Dean Allan Boike Addresses the One Year Anniversary of the KSUCPM Coronavirus Shutdown
It was exactly one year ago today when KSUCPM closed our campus in response to Covid-19. We all left that day with the intention to be back in two or three weeks. I don’t think anyone anticipated the months that would follow.
This past year has been difficult in so many ways. I would first like to acknowledge those of you who have personally lost family members and friends to the virus. You have my deepest sympathies for your loss. Others of you tested positive for Covid-19 and had to endure a variety of symptoms while isolating alone in your apartment.
While I do think of the hardships over the past year, I also think of the many instances of support and growth I have witnessed.
To the Class of 2021: 10 days after you began your final year at KSCUPM, the country essentially “shut down” for a period of weeks/months. You had to adjust quickly to programs cancelling or postponing your clerkship. You were working in hospitals alongside residents and physicians treating Covid-19 patients. I admire your resiliency and your fearless attitude. These traits will carry over as you begin residency in a few short months. I am proud of the accomplishments you have made over these last 4 years and I know I will be just as proud to have you represent the college as alumni during residency.

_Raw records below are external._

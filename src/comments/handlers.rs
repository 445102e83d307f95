// src/comments/handlers.rs

use axum::{
    extract::{rejection::JsonRejection, Path, State},
    http::StatusCode,
    routing::delete,
    Json, Router,
};
use std::sync::Arc;

use super::types::{Comment, CreateCommentRequest};
use crate::api::error::ApiResult;
use crate::auth::AuthUser;
use crate::state::AppState;

/// `DELETE /api/comments/{id}`; listing and creation hang off `/api/posts/{id}/comments`
pub fn comments_router() -> Router<Arc<AppState>> {
    Router::new().route("/{id}", delete(delete_comment))
}

pub async fn list_comments(
    State(app_state): State<Arc<AppState>>,
    Path(post_id): Path<String>,
) -> ApiResult<Json<Vec<Comment>>> {
    let comments = app_state.comment_store.list_for_post(&post_id).await?;
    Ok(Json(comments))
}

pub async fn create_comment(
    State(app_state): State<Arc<AppState>>,
    AuthUser(user): AuthUser,
    Path(post_id): Path<String>,
    payload: Result<Json<CreateCommentRequest>, JsonRejection>,
) -> ApiResult<(StatusCode, Json<Comment>)> {
    let Json(req) = payload?;
    let comment = app_state.comment_store.create(&user, &post_id, req).await?;
    Ok((StatusCode::CREATED, Json(comment)))
}

async fn delete_comment(
    State(app_state): State<Arc<AppState>>,
    AuthUser(user): AuthUser,
    Path(id): Path<String>,
) -> ApiResult<StatusCode> {
    app_state.comment_store.delete(&user, &id).await?;
    Ok(StatusCode::NO_CONTENT)
}
// src/posts/types.rs

use chrono::{DateTime, Utc};
use serde::{Deserialize, Serialize};
use sqlx::FromRow;

/// A blog post written by any signed-in user.
#[derive(Debug, Clone, Serialize, Deserialize)]
#[serde(rename_all = "camelCase")]
pub struct Post {
    #[serde(rename = "_id")]
    pub id: String,
    pub author: String,
    /// Author's display name when the post was written
    pub name: String,
    pub title: String,
    pub text: String,
    pub date: DateTime<Utc>,
    /// Ids of the users who liked the post
    pub likes: Vec<String>,
    pub comment_count: i64,
}

#[derive(Debug, Clone, FromRow)]
pub(crate) struct PostRow {
    pub id: String,
    pub author: String,
    pub name: String,
    pub title: String,
    pub text: String,
    pub date: DateTime<Utc>,
    pub comment_count: i64,
}

impl PostRow {
    pub(crate) fn with_likes(self, likes: Vec<String>) -> Post {
        Post {
            id: self.id,
            author: self.author,
            name: self.name,
            title: self.title,
            text: self.text,
            date: self.date,
            likes,
            comment_count: self.comment_count,
        }
    }
}

#[derive(Debug, Serialize, Deserialize)]
pub struct CreatePostRequest {
    pub title: String,
    pub text: String,
}

#[derive(Debug, Default, Serialize, Deserialize)]
pub struct UpdatePostRequest {
    pub title: Option<String>,
    pub text: Option<String>,
}

#[derive(Debug, Serialize, Deserialize)]
pub struct LikesResponse {
    pub likes: Vec<String>,
}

To the Class of 2022: Covid-19 hit right in the middle of your 2nd year as you were gearing up and preparing for APMLE part 1. Your usual study spots on campus were suddenly closed and you were alone as you prepared for one of the most difficult assessments in your medical student career. Your 3rd year rotations looked different than past years as we maintained CDC guidelines in clinical settings. Even now, you are beginning your 4th year while still enduring the challenges of a pandemic. I continue to be impressed by your perseverance and am eager for you to show residency programs across the country this same level of dedication that you displayed over the last year. You will make us all proud as you begin clerkships.

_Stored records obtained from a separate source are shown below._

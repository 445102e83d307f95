// src/auth/guard.rs
//
// Request extractors acting as route guards. `AuthUser` admits any signed-in
// account, `AdminUser` only accounts whose stored role is admin. The role is
// read from the database on every request, so a demotion takes effect
// before the token expires.

use axum::{
    extract::FromRequestParts,
    http::{header::AUTHORIZATION, request::Parts},
};
use std::sync::Arc;
use tracing::{debug, warn};

use super::models::User;
use crate::api::error::ApiError;
use crate::state::AppState;

/// Header set by the front end's axios defaults
pub const TOKEN_HEADER: &str = "x-auth-token";

#[derive(Debug, Clone)]
pub struct AuthUser(pub User);

#[derive(Debug, Clone)]
pub struct AdminUser(pub User);

/// Token from `x-auth-token`, or from `Authorization: Bearer <token>`.
pub fn extract_token(parts: &Parts) -> Option<String> {
    if let Some(value) = parts.headers.get(TOKEN_HEADER).and_then(|v| v.to_str().ok()) {
        let token = value.trim();
        if !token.is_empty() {
            return Some(token.to_string());
        }
    }

    parts
        .headers
        .get(AUTHORIZATION)
        .and_then(|v| v.to_str().ok())
        .and_then(|v| v.strip_prefix("Bearer "))
        .map(|t| t.trim().to_string())
        .filter(|t| !t.is_empty())
}

impl FromRequestParts<Arc<AppState>> for AuthUser {
    type Rejection = ApiError;

    async fn from_request_parts(
        parts: &mut Parts,
        state: &Arc<AppState>,
    ) -> Result<Self, Self::Rejection> {
        let token = extract_token(parts)
            .ok_or_else(|| ApiError::unauthorized("No token, authorization denied"))?;

        let claims = state.auth_service.verify_token(&token).map_err(|e| {
            debug!("Rejected token on {}: {}", parts.uri.path(), e);
            ApiError::unauthorized("Token is not valid")
        })?;

        match state.auth_service.find_user(&claims.sub).await? {
            Some(user) => Ok(AuthUser(user)),
            None => {
                warn!("Token for deleted user {} on {}", claims.sub, parts.uri.path());
                Err(ApiError::unauthorized("Token is not valid"))
            }
        }
    }
}

impl FromRequestParts<Arc<AppState>> for AdminUser {
    type Rejection = ApiError;

    async fn from_request_parts(
        parts: &mut Parts,
        state: &Arc<AppState>,
    ) -> Result<Self, Self::Rejection> {
        let AuthUser(user) = AuthUser::from_request_parts(parts, state).await?;

        if !user.is_admin() {
            warn!("User {} denied admin access to {}", user.id, parts.uri.path());
            return Err(ApiError::forbidden("Admin access required"));
        }

        Ok(AdminUser(user))
    }
}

To the Class of 2023: Just as you were finding your footing as a first year medical student, Covid-19 altered the way you receive lectures, labs, and even how you take assessments. The second semester of your first year is notoriously difficult – before you throw in a virus sweeping across the world. Your ability to adapt and pivot on a dime is truly remarkable. You completed your first year remotely without any celebration of your accomplishments – and you do deserve to be celebrated. I have every confidence that you will finish your second year strong and look forward to working alongside each of you as you begin your clinical rotations in the coming months.
To the Class of 2024: You chose to enter medicine during a tumultuous time when no one knew what the educational experience would look like for first year medical students across the country. And you still showed up, eager to put in the work. You enter lab with gowns and gloves and masks and shields. You will be a PPE expert by the time you graduate. It is certainly not an easy transition into medical school – and to do so while listening to lectures remotely and not having as many outlets to relieve stress – makes the situation even more trying. You are doing the best you can and I continue to be impressed with your desire to pursue podiatric medicine and put in the hard work.
To the Faculty and Staff: I remember telling each of you that the University will close for a couple weeks to better flatten the curve. I never thought that “a couple weeks” would turn into 365 days. I know that just as the students were forced to adapt, you adapted as well. You were resourceful in finding ways to complete your job and support our students. You were patient when we simply did not have any answers. I know that many of you have never worked harder than you have in the past year – and I thank you for all of your efforts. It does not go unnoticed.
In closing, I want to thank each member of the KSUCPM community. Every single one of you had to adapt when it came to classes, labs, rotations or even how you do your job every day. And you continued to prioritize KSUCPM even when the world seemed to stop turning. I am grateful for all of the support you have provided me and I am most grateful for all the support you have provided to one another.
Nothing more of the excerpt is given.